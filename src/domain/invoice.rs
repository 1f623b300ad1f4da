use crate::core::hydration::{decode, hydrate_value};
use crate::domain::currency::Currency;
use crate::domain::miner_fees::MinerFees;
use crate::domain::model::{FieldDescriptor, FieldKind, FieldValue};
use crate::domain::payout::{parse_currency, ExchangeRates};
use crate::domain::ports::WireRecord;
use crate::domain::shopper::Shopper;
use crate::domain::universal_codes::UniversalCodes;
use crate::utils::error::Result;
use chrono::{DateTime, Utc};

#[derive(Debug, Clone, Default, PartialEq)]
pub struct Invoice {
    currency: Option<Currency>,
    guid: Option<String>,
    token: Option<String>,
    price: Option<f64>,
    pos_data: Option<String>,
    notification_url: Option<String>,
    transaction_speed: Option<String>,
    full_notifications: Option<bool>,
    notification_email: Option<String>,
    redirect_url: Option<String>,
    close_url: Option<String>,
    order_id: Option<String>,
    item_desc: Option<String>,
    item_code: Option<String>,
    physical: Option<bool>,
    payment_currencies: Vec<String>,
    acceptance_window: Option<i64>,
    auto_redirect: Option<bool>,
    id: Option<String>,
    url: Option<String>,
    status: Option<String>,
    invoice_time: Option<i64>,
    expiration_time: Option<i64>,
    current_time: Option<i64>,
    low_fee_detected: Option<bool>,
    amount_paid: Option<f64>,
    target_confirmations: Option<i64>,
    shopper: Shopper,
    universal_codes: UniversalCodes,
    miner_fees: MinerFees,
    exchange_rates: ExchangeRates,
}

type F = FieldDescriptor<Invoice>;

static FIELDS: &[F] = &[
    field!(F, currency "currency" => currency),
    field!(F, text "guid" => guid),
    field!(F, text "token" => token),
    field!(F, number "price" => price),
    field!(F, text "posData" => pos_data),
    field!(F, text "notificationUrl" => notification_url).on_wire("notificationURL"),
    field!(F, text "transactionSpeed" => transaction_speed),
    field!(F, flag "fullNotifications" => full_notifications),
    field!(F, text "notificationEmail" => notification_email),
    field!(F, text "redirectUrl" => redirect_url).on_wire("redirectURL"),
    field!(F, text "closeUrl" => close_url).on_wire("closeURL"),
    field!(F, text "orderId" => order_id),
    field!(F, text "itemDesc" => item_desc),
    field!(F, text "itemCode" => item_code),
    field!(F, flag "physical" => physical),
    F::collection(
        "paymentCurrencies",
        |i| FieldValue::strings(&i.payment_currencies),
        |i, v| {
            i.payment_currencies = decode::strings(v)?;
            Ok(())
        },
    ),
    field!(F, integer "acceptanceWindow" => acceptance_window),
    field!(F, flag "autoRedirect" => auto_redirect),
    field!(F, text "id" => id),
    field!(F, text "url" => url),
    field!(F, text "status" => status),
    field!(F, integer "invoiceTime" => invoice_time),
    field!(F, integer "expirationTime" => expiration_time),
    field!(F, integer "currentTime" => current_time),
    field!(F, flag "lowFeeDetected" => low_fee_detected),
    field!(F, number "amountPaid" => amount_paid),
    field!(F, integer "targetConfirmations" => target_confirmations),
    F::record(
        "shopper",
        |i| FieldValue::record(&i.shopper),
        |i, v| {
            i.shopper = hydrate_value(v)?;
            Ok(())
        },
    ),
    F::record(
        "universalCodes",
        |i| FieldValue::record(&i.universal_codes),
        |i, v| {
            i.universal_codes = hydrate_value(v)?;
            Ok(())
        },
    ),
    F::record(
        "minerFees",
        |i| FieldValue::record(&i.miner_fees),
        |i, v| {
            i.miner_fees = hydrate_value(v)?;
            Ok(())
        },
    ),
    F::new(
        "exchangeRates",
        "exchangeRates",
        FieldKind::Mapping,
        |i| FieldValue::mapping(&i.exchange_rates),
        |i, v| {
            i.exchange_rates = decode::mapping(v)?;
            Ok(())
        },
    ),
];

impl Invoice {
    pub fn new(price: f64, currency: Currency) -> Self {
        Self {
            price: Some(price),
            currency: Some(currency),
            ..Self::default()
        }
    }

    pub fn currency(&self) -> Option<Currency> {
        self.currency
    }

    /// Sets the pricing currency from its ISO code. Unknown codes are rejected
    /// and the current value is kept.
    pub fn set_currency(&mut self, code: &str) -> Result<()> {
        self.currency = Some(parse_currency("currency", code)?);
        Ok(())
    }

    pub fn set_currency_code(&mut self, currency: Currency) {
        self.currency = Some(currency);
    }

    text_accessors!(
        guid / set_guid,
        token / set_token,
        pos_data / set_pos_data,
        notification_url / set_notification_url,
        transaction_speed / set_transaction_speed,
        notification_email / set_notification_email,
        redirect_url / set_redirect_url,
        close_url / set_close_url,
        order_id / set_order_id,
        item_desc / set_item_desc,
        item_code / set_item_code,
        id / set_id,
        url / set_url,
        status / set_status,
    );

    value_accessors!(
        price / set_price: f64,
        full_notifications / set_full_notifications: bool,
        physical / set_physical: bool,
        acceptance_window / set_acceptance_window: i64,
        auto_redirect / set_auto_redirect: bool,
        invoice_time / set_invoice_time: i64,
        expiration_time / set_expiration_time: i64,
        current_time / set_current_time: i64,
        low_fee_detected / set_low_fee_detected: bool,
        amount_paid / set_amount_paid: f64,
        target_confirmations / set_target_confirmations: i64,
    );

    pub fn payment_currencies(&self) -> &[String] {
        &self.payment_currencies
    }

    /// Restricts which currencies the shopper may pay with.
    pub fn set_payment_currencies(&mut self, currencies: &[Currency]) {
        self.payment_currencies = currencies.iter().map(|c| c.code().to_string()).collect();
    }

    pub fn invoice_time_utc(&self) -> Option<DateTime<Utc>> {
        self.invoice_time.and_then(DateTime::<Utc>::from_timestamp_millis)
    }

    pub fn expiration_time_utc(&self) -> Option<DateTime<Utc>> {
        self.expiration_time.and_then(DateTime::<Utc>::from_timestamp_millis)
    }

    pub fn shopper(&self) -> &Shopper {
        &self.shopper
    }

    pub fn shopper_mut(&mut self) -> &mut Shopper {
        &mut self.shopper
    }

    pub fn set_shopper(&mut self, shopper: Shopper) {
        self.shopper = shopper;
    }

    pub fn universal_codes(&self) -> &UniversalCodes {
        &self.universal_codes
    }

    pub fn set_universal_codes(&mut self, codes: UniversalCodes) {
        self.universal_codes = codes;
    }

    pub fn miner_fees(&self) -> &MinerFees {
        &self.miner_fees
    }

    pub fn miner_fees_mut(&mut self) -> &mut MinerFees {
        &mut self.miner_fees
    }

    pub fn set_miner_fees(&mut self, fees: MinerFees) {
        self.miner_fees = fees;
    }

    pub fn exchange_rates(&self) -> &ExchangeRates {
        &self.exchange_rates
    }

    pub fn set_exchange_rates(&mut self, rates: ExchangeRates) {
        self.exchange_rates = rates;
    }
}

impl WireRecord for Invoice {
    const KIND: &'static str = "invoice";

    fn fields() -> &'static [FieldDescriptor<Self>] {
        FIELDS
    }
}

* The task:
From the records above, retype only the lines starting at the line that contains "i.exchange_rates = decode::mapping(v)?;" and ending at the line that contains "value is kept.", both included.

* Expected answer:
            i.exchange_rates = decode::mapping(v)?;
            Ok(())
        },
    ),
];

impl Invoice {
    pub fn new(price: f64, currency: Currency) -> Self {
        Self {
            price: Some(price),
            currency: Some(currency),
            ..Self::default()
        }
    }

    pub fn currency(&self) -> Option<Currency> {
        self.currency
    }

    /// Sets the pricing currency from its ISO code. Unknown codes are rejected
    /// and the current value is kept.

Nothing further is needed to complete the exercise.